Read the entries below and pull out each line with the string "usize".
Material shown section start
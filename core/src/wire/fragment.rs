// Fragmentation — splitting encoded packets across several radio writes
//
// A fragment is an ordinary packet whose payload starts with a 13-byte
// header. The data it carries is a slice of the *encoded* original packet,
// so reassembly ends in a normal `decode`.

use std::collections::{BTreeMap, HashMap};

use tracing::debug;

use super::codec;
use super::packet::{Packet, PacketType, PeerId};
use super::{WireError, HEADER_SIZE, MAX_PAYLOAD, RECIPIENT_ID_SIZE, SENDER_ID_SIZE, SIGNATURE_SIZE};

/// Largest encoded packet a reassembly may produce
const MAX_REASSEMBLED: usize =
    HEADER_SIZE + SENDER_ID_SIZE + RECIPIENT_ID_SIZE + MAX_PAYLOAD + SIGNATURE_SIZE;

/// Concurrent incomplete assemblies kept before the oldest is evicted
const MAX_ASSEMBLIES: usize = 128;

/// Header at the front of every fragment payload
#[derive(Debug, Clone, Copy, PartialEq, Eq)]
pub struct FragmentHeader {
    pub fragment_id: [u8; 8],
    pub index: u16,
    pub total: u16,
    pub original_type: u8,
}

impl FragmentHeader {
    /// fragment_id(8) + index(2) + total(2) + original_type(1)
    pub const SIZE: usize = 13;

    pub fn to_bytes(&self) -> [u8; Self::SIZE] {
        let mut out = [0u8; Self::SIZE];
        out[..8].copy_from_slice(&self.fragment_id);
        out[8..10].copy_from_slice(&self.index.to_be_bytes());
        out[10..12].copy_from_slice(&self.total.to_be_bytes());
        out[12] = self.original_type;
        out
    }

    /// Split a fragment payload into its header and data slice
    pub fn parse(payload: &[u8]) -> Result<(Self, &[u8]), WireError> {
        if payload.len() < Self::SIZE {
            return Err(WireError::MalformedFragment("header truncated"));
        }
        let mut fragment_id = [0u8; 8];
        fragment_id.copy_from_slice(&payload[..8]);
        let header = Self {
            fragment_id,
            index: u16::from_be_bytes([payload[8], payload[9]]),
            total: u16::from_be_bytes([payload[10], payload[11]]),
            original_type: payload[12],
        };
        if header.total == 0 {
            return Err(WireError::MalformedFragment("zero total"));
        }
        if header.index >= header.total {
            return Err(WireError::MalformedFragment("index out of range"));
        }
        Ok((header, &payload[Self::SIZE..]))
    }
}

/// Split `packet` into fragment packets carrying at most `fragment_size`
/// bytes of its encoding each. Every fragment keeps the original ttl,
/// timestamp, sender and recipient.
pub fn split(packet: &Packet, fragment_size: usize) -> Result<Vec<Packet>, WireError> {
    if fragment_size == 0 {
        return Err(WireError::MalformedFragment("zero fragment size"));
    }

    let encoded = codec::encode(packet)?;
    let chunks: Vec<&[u8]> = encoded.chunks(fragment_size).collect();
    let total = u16::try_from(chunks.len()).map_err(|_| WireError::PayloadTooLarge(encoded.len()))?;

    let mut fragment_id = [0u8; 8];
    {
        use rand::RngCore;
        rand::thread_rng().fill_bytes(&mut fragment_id);
    }

    let last = chunks.len() - 1;
    let fragments = chunks
        .into_iter()
        .enumerate()
        .map(|(i, chunk)| {
            let kind = match i {
                0 => PacketType::FragmentStart,
                i if i == last => PacketType::FragmentEnd,
                _ => PacketType::FragmentContinue,
            };
            let header = FragmentHeader {
                fragment_id,
                index: i as u16,
                total,
                original_type: packet.packet_type,
            };
            let mut payload = Vec::with_capacity(FragmentHeader::SIZE + chunk.len());
            payload.extend_from_slice(&header.to_bytes());
            payload.extend_from_slice(chunk);

            Packet {
                version: packet.version,
                packet_type: kind.as_u8(),
                ttl: packet.ttl,
                timestamp: packet.timestamp,
                sender_id: packet.sender_id,
                recipient_id: packet.recipient_id,
                payload,
                signature: None,
            }
        })
        .collect();

    Ok(fragments)
}

struct Assembly {
    original_type: u8,
    total: u16,
    pieces: BTreeMap<u16, Vec<u8>>,
    bytes: usize,
    started_at: u64,
}

/// Collects fragments per (sender, fragment_id) until complete
#[derive(Default)]
pub struct FragmentAssembler {
    assemblies: HashMap<(PeerId, [u8; 8]), Assembly>,
}

impl FragmentAssembler {
    pub fn new() -> Self {
        Self::default()
    }

    /// Feed one fragment packet. Returns the reassembled packet once the
    /// last missing piece arrives.
    pub fn accept(&mut self, fragment: &Packet, now: u64) -> Result<Option<Packet>, WireError> {
        let (header, data) = FragmentHeader::parse(&fragment.payload)?;
        let key = (fragment.sender_id, header.fragment_id);

        if !self.assemblies.contains_key(&key) && self.assemblies.len() >= MAX_ASSEMBLIES {
            self.evict_oldest();
        }

        let assembly = self.assemblies.entry(key).or_insert_with(|| Assembly {
            original_type: header.original_type,
            total: header.total,
            pieces: BTreeMap::new(),
            bytes: 0,
            started_at: now,
        });

        if assembly.total != header.total || assembly.original_type != header.original_type {
            self.assemblies.remove(&key);
            return Err(WireError::MalformedFragment("inconsistent header"));
        }

        if !assembly.pieces.contains_key(&header.index) {
            assembly.bytes += data.len();
            if assembly.bytes > MAX_REASSEMBLED {
                self.assemblies.remove(&key);
                return Err(WireError::MalformedFragment("reassembly too large"));
            }
            assembly.pieces.insert(header.index, data.to_vec());
        }

        if assembly.pieces.len() < assembly.total as usize {
            return Ok(None);
        }

        let Some(assembly) = self.assemblies.remove(&key) else {
            return Ok(None);
        };
        let mut encoded = Vec::with_capacity(assembly.bytes);
        for piece in assembly.pieces.into_values() {
            encoded.extend_from_slice(&piece);
        }

        debug!(
            "Reassembled {} fragments from {} ({} bytes)",
            assembly.total,
            fragment.sender_id,
            encoded.len()
        );
        codec::decode(&encoded).map(Some)
    }

    /// Drop assemblies started more than `timeout_ms` before `now`.
    /// Returns how many were purged.
    pub fn purge_expired(&mut self, now: u64, timeout_ms: u64) -> usize {
        let before = self.assemblies.len();
        self.assemblies
            .retain(|_, a| now.saturating_sub(a.started_at) <= timeout_ms);
        before - self.assemblies.len()
    }

    pub fn pending(&self) -> usize {
        self.assemblies.len()
    }

    fn evict_oldest(&mut self) {
        if let Some(key) = self
            .assemblies
            .iter()
            .min_by_key(|(_, a)| a.started_at)
            .map(|(k, _)| *k)
        {
            self.assemblies.remove(&key);
        }
    }
}

#[cfg(test)]
mod tests {
    use super::*;

    fn large_packet(len: usize) -> Packet {
        // Distinct bytes keep the payload from compressing below the threshold
        let payload: Vec<u8> = (0..len).map(|i| (i * 7 % 251) as u8).collect();
        Packet::new(PacketType::Message, 5, PeerId::from_str_lossy("origin"), payload)
            .with_recipient(PeerId::BROADCAST)
            .with_signature([3u8; 64])
    }

    #[test]
    fn test_header_roundtrip() {
        let header = FragmentHeader {
            fragment_id: *b"frag-id!",
            index: 2,
            total: 5,
            original_type: 0x04,
        };
        let mut payload = header.to_bytes().to_vec();
        payload.extend_from_slice(b"data");
        let (parsed, data) = FragmentHeader::parse(&payload).unwrap();
        assert_eq!(parsed, header);
        assert_eq!(data, b"data");
    }

    #[test]
    fn test_header_rejects_bad_index() {
        let header = FragmentHeader {
            fragment_id: [0; 8],
            index: 3,
            total: 3,
            original_type: 0x04,
        };
        assert!(FragmentHeader::parse(&header.to_bytes()).is_err());
        assert!(FragmentHeader::parse(&[0u8; 5]).is_err());
    }

    #[test]
    fn test_split_marks_start_continue_end() {
        let packet = large_packet(1200);
        let fragments = split(&packet, 469).unwrap();
        assert_eq!(fragments.len(), 3);
        assert_eq!(fragments[0].packet_type(), Some(PacketType::FragmentStart));
        assert_eq!(fragments[1].packet_type(), Some(PacketType::FragmentContinue));
        assert_eq!(fragments[2].packet_type(), Some(PacketType::FragmentEnd));
        for f in &fragments {
            assert_eq!(f.ttl, packet.ttl);
            assert_eq!(f.sender_id, packet.sender_id);
            assert_eq!(f.recipient_id, packet.recipient_id);
        }
    }

    #[test]
    fn test_reassembly_out_of_order() {
        let packet = large_packet(1500);
        let mut fragments = split(&packet, 400).unwrap();
        fragments.reverse();

        let mut assembler = FragmentAssembler::new();
        let mut result = None;
        for f in &fragments {
            result = assembler.accept(f, 1_000).unwrap();
        }
        assert_eq!(result, Some(packet));
        assert_eq!(assembler.pending(), 0);
    }

    #[test]
    fn test_duplicate_fragment_ignored() {
        let packet = large_packet(800);
        let fragments = split(&packet, 469).unwrap();
        assert_eq!(fragments.len(), 2);
        let mut assembler = FragmentAssembler::new();

        assert!(assembler.accept(&fragments[0], 0).unwrap().is_none());
        assert!(assembler.accept(&fragments[0], 0).unwrap().is_none());
        let done = assembler.accept(&fragments[1], 0).unwrap();
        assert_eq!(done.unwrap().payload, packet.payload);
    }

    #[test]
    fn test_purge_expired() {
        let fragments = split(&large_packet(900), 469).unwrap();
        let mut assembler = FragmentAssembler::new();
        assembler.accept(&fragments[0], 1_000).unwrap();

        assert_eq!(assembler.purge_expired(20_000, 30_000), 0);
        assert_eq!(assembler.purge_expired(31_001, 30_000), 1);
        assert_eq!(assembler.pending(), 0);
    }

    #[test]
    fn test_inconsistent_total_rejected() {
        let fragments = split(&large_packet(900), 469).unwrap();
        let mut assembler = FragmentAssembler::new();
        assembler.accept(&fragments[0], 0).unwrap();

        let mut forged = fragments[1].clone();
        forged.payload[10..12].copy_from_slice(&9u16.to_be_bytes());
        assert!(assembler.accept(&forged, 0).is_err());
        assert_eq!(assembler.pending(), 0);
    }
}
Material shown section end
Result:
const MAX_REASSEMBLED: usize =
const MAX_ASSEMBLIES: usize = 128;
    pub const SIZE: usize = 13;
pub fn split(packet: &Packet, fragment_size: usize) -> Result<Vec<Packet>, WireError> {
    bytes: usize,
        if assembly.pieces.len() < assembly.total as usize {
    pub fn purge_expired(&mut self, now: u64, timeout_ms: u64) -> usize {
    pub fn pending(&self) -> usize {
    fn large_packet(len: usize) -> Packet {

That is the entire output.